Haret required a readjustment. Embla pulled the chairs closer together, exchanged Annette for Kellen, who was taller and broader. She had a beautiful young man carry the rosewine, and offer it to Haret on bended knee like she might a visiting king.
Even-tempered if his pride’s not rankled.
“My apologies, Lord, that I did not speak with you first. You were not to be found.” Though Embla had known exactly where he was – having one of her courtesans behind the privies. He didn’t know she was a courtesan, of course, dressed as she was in a Lebion servant’s livery, but every server among them at risk of being approached was a professional, and paid handsomely for their work.

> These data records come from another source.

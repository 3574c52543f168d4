//! Shared types between the kernel driver and the userspace agent
//!
//! This crate defines the ringbuffer record layout that the driver emits and
//! the agent consumes. Everything here must be:
//! - `#[repr(C)]` for a stable memory layout across the ABI boundary
//! - `no_std` compatible (the driver side links against core only)
//!
//! The driver emits one `RawEvent` per syscall event. Field presence depends
//! on the event type; absent fields are zeroed and surfaced as `None` by the
//! agent-side extractor.

#![cfg_attr(not(feature = "userspace"), no_std)]

/// Event type ordinals, mirroring the driver's event table.
///
/// Names follow the syscall-name convention used by the driver: a trailing
/// `>` marks the enter event, a trailing `<` the exit event. Only exit
/// events carry a result code and fd info.
#[repr(u16)]
#[derive(Clone, Copy, Debug, PartialEq, Eq, Hash)]
pub enum EventType {
    ConnectEnter = 0,
    ConnectExit = 1,
    AcceptEnter = 2,
    AcceptExit = 3,
    CloseEnter = 4,
    CloseExit = 5,
    ShutdownEnter = 6,
    ShutdownExit = 7,
    ListenEnter = 8,
    ListenExit = 9,
    GetsockoptEnter = 10,
    GetsockoptExit = 11,
    ExecveEnter = 12,
    ExecveExit = 13,
}

/// Upper bound on event type ordinals; sized with headroom so the dispatch
/// bitmap does not need to change when the driver grows new events.
pub const MAX_EVENT_TYPES: usize = 32;

impl EventType {
    /// Resolve a driver ordinal to an event type.
    pub fn from_ordinal(ordinal: u16) -> Option<Self> {
        Some(match ordinal {
            0 => Self::ConnectEnter,
            1 => Self::ConnectExit,
            2 => Self::AcceptEnter,
            3 => Self::AcceptExit,
            4 => Self::CloseEnter,
            5 => Self::CloseExit,
            6 => Self::ShutdownEnter,
            7 => Self::ShutdownExit,
            8 => Self::ListenEnter,
            9 => Self::ListenExit,
            10 => Self::GetsockoptEnter,
            11 => Self::GetsockoptExit,
            12 => Self::ExecveEnter,
            13 => Self::ExecveExit,
            _ => return None,
        })
    }

    pub const fn ordinal(self) -> u16 {
        self as u16
    }

    /// Driver-convention name, e.g. `"connect<"` for the connect exit event.
    pub const fn name(self) -> &'static str {
        match self {
            Self::ConnectEnter => "connect>",
            Self::ConnectExit => "connect<",
            Self::AcceptEnter => "accept>",
            Self::AcceptExit => "accept<",
            Self::CloseEnter => "close>",
            Self::CloseExit => "close<",
            Self::ShutdownEnter => "shutdown>",
            Self::ShutdownExit => "shutdown<",
            Self::ListenEnter => "listen>",
            Self::ListenExit => "listen<",
            Self::GetsockoptEnter => "getsockopt>",
            Self::GetsockoptExit => "getsockopt<",
            Self::ExecveEnter => "execve>",
            Self::ExecveExit => "execve<",
        }
    }

    /// Resolve a driver-convention name (`"accept<"`) to an event type.
    pub fn from_name(name: &str) -> Option<Self> {
        let mut ordinal = 0u16;
        while let Some(ty) = Self::from_ordinal(ordinal) {
            if ty.name() == name {
                return Some(ty);
            }
            ordinal += 1;
        }
        None
    }

    /// True for syscall-exit events (the only ones carrying `res` and fd info).
    pub const fn is_exit(self) -> bool {
        self.ordinal() & 1 == 1
    }
}

/// `RawFdInfo::role` values.
pub const FD_ROLE_NONE: u8 = 0;
pub const FD_ROLE_CLIENT: u8 = 1;
pub const FD_ROLE_SERVER: u8 = 2;

/// `RawFdInfo::l4proto` values (driver-internal numbering, not IPPROTO_*).
pub const FD_L4_NONE: u8 = 0;
pub const FD_L4_TCP: u8 = 1;
pub const FD_L4_UDP: u8 = 2;
pub const FD_L4_OTHER: u8 = 3;

/// `RawFdInfo::family` values.
pub const FD_FAMILY_NONE: u8 = 0;
pub const FD_FAMILY_V4: u8 = 4;
pub const FD_FAMILY_V6: u8 = 6;

pub const COMM_LEN: usize = 16;
pub const EXE_LEN: usize = 128;
pub const ARGS_LEN: usize = 128;

/// Socket fd information attached to network syscall exit events.
///
/// Addresses are in network byte order. For `family == FD_FAMILY_V4` only
/// the first four bytes of each address are meaningful. The client side is
/// the connection initiator, the server side the listener, regardless of
/// which side this process is on; `role` says which one is local.
#[repr(C)]
#[derive(Clone, Copy, Debug)]
pub struct RawFdInfo {
    pub role: u8,
    pub l4proto: u8,
    pub family: u8,
    pub _pad: u8,
    pub client_port: u16,
    pub server_port: u16,
    pub client_addr: [u8; 16],
    pub server_addr: [u8; 16],
}

/// One ringbuffer record.
///
/// `cpu` identifies the per-CPU ringbuffer partition the event came from;
/// ordering is only guaranteed within a partition. `comm`, `exe` and `args`
/// are NUL-padded; `args` separates arguments with NUL bytes.
#[repr(C)]
#[derive(Clone, Copy, Debug)]
pub struct RawEvent {
    pub event_type: u16,
    pub cpu: u16,
    pub tid: u32,
    pub pid: u32,
    pub uid: u32,
    pub gid: u32,
    pub _reserved: u32,
    pub ts_ns: u64,
    pub res: i64,
    pub container_start_ts: u64,
    pub fd: RawFdInfo,
    pub comm: [u8; COMM_LEN],
    pub exe: [u8; EXE_LEN],
    pub args: [u8; ARGS_LEN],
}

impl RawFdInfo {
    pub const fn zeroed() -> Self {
        Self {
            role: FD_ROLE_NONE,
            l4proto: FD_L4_NONE,
            family: FD_FAMILY_NONE,
            _pad: 0,
            client_port: 0,
            server_port: 0,
            client_addr: [0; 16],
            server_addr: [0; 16],
        }
    }
}

impl RawEvent {
    /// An all-absent record; the driver never emits one, but the extractor
    /// treats zeroed fields as absent so this is a convenient test base.
    pub const fn zeroed() -> Self {
        Self {
            event_type: 0,
            cpu: 0,
            tid: 0,
            pid: 0,
            uid: 0,
            gid: 0,
            _reserved: 0,
            ts_ns: 0,
            res: 0,
            container_start_ts: 0,
            fd: RawFdInfo::zeroed(),
            comm: [0; COMM_LEN],
            exe: [0; EXE_LEN],
            args: [0; ARGS_LEN],
        }
    }
}

const _: () = {
    assert!(
        core::mem::size_of::<RawFdInfo>() == 40,
        "RawFdInfo must be exactly 40 bytes"
    );
    assert!(
        core::mem::size_of::<RawEvent>() == 360,
        "RawEvent must be exactly 360 bytes"
    );
    assert!(
        core::mem::align_of::<RawEvent>() == 8,
        "RawEvent must be 8-byte aligned"
    );
};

Haret was magnanimous with drink and feasting, however. “I am not so proud a man.”
“No.” Embla agreed, weighing out more courtesies. “I did wish to thank you again for the gift of the lamb. It was generously given.”
He arched a brow, looking down his nose. “You may think us barbarians, Queen, but we are no less god-touched. Now,” he growled, “speak plainly.”
“We desire peace.”
“Peace,” he spat the word, “is for women and weak fighters.”
“But you consider it. Here, at this feast.”
He was looking into the goblet of wine, only half-listening, and Embla registered the true extent of his drunkenness. A grim grin crept up his mouth. “What wealth you have, Truce-Queen. Even with half your kingdom put to my torch.” He gestured to the wine, to the view of the palace in the distance, the beautiful young man waiting attentively to refill his drink.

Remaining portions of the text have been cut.